■ WHAT YOU ARE ASKED TO DO
The response must be made up of the lines in the entries below that contain "bool".

****************

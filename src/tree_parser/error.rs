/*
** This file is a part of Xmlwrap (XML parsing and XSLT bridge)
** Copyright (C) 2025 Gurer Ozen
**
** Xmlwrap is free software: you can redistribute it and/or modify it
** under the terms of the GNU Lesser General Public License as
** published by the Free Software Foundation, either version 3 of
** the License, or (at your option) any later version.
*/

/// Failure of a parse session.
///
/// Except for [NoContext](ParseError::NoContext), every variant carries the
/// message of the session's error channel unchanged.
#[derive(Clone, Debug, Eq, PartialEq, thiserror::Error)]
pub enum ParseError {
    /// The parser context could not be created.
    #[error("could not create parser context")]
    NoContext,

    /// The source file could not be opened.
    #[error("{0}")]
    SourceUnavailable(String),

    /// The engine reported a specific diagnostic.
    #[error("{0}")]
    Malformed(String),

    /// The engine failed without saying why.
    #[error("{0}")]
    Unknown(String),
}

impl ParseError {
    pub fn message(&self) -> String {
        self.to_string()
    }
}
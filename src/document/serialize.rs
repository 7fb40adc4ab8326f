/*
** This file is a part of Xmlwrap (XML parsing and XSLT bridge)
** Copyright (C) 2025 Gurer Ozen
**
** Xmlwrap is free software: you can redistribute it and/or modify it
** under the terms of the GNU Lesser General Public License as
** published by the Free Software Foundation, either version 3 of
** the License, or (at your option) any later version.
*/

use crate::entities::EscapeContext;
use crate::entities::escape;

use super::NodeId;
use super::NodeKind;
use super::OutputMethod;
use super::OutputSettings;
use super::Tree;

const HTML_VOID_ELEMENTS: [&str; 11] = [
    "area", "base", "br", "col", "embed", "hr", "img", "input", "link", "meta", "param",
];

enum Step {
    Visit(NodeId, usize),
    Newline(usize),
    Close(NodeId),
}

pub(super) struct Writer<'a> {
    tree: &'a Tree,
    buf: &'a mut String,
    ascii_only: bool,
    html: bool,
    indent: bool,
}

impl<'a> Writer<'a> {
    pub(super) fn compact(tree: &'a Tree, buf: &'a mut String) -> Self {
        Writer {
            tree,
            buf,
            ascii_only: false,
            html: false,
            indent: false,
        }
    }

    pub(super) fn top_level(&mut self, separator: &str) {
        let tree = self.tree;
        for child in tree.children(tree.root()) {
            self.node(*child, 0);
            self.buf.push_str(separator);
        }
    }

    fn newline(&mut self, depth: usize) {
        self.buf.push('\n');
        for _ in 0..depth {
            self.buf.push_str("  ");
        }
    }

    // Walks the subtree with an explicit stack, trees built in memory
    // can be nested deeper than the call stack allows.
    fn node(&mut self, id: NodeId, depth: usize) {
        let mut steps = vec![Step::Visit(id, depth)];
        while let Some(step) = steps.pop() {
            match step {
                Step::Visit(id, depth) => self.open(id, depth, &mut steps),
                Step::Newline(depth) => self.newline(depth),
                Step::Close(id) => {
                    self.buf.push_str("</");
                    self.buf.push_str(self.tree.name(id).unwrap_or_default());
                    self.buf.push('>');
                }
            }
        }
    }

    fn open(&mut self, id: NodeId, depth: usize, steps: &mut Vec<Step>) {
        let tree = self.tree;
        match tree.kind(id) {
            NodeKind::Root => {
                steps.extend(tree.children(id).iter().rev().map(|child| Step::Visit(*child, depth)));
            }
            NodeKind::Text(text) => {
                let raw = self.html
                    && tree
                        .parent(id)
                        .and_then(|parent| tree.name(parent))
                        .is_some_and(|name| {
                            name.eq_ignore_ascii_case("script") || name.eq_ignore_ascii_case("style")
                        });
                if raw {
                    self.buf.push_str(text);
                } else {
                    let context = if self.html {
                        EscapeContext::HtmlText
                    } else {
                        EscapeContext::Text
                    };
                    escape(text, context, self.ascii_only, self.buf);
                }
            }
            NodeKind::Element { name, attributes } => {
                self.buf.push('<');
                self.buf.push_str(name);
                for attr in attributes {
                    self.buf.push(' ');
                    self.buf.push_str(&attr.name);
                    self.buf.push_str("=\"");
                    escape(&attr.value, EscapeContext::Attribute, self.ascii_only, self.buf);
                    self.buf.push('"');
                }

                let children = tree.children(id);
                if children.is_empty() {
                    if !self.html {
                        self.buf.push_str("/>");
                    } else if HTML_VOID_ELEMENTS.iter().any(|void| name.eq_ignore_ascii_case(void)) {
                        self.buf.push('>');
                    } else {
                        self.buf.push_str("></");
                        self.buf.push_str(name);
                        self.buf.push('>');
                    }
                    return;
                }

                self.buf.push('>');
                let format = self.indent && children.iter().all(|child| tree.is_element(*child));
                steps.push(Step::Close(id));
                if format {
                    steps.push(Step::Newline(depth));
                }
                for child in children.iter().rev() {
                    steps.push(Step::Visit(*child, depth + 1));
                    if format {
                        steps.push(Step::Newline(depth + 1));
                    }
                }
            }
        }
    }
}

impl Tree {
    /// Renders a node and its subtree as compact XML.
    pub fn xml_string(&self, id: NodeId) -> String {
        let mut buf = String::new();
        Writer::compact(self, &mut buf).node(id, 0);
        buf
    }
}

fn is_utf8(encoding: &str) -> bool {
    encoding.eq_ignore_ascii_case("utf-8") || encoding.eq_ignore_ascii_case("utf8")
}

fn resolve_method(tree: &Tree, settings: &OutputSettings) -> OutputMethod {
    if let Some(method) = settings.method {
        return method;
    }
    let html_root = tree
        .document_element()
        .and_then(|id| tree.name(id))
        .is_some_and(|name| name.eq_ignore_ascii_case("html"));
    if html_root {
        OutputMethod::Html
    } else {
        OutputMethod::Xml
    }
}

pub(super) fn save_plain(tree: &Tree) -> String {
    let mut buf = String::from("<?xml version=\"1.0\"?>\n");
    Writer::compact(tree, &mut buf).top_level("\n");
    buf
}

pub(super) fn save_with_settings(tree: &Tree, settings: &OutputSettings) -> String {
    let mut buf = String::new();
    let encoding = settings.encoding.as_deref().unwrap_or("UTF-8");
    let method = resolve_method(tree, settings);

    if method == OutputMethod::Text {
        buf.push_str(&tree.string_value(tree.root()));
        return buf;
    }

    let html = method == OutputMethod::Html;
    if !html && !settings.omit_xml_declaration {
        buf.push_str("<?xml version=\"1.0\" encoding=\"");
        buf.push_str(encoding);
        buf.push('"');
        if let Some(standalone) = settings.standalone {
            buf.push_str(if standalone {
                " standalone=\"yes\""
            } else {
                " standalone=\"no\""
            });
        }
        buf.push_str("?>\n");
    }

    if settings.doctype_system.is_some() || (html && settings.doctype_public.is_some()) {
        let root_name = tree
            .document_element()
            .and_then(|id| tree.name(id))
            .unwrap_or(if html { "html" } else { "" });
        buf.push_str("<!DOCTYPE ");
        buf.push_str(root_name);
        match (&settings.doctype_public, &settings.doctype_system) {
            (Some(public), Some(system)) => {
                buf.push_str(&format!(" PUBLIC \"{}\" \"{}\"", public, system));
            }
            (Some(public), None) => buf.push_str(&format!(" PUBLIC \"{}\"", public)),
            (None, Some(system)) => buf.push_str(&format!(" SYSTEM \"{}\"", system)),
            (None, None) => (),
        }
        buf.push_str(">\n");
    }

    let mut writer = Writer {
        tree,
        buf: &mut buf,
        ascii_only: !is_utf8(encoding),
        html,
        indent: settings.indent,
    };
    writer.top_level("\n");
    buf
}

****************

■ SOLUTION
    ascii_only: bool,
    html: bool,
    indent: bool,
fn is_utf8(encoding: &str) -> bool {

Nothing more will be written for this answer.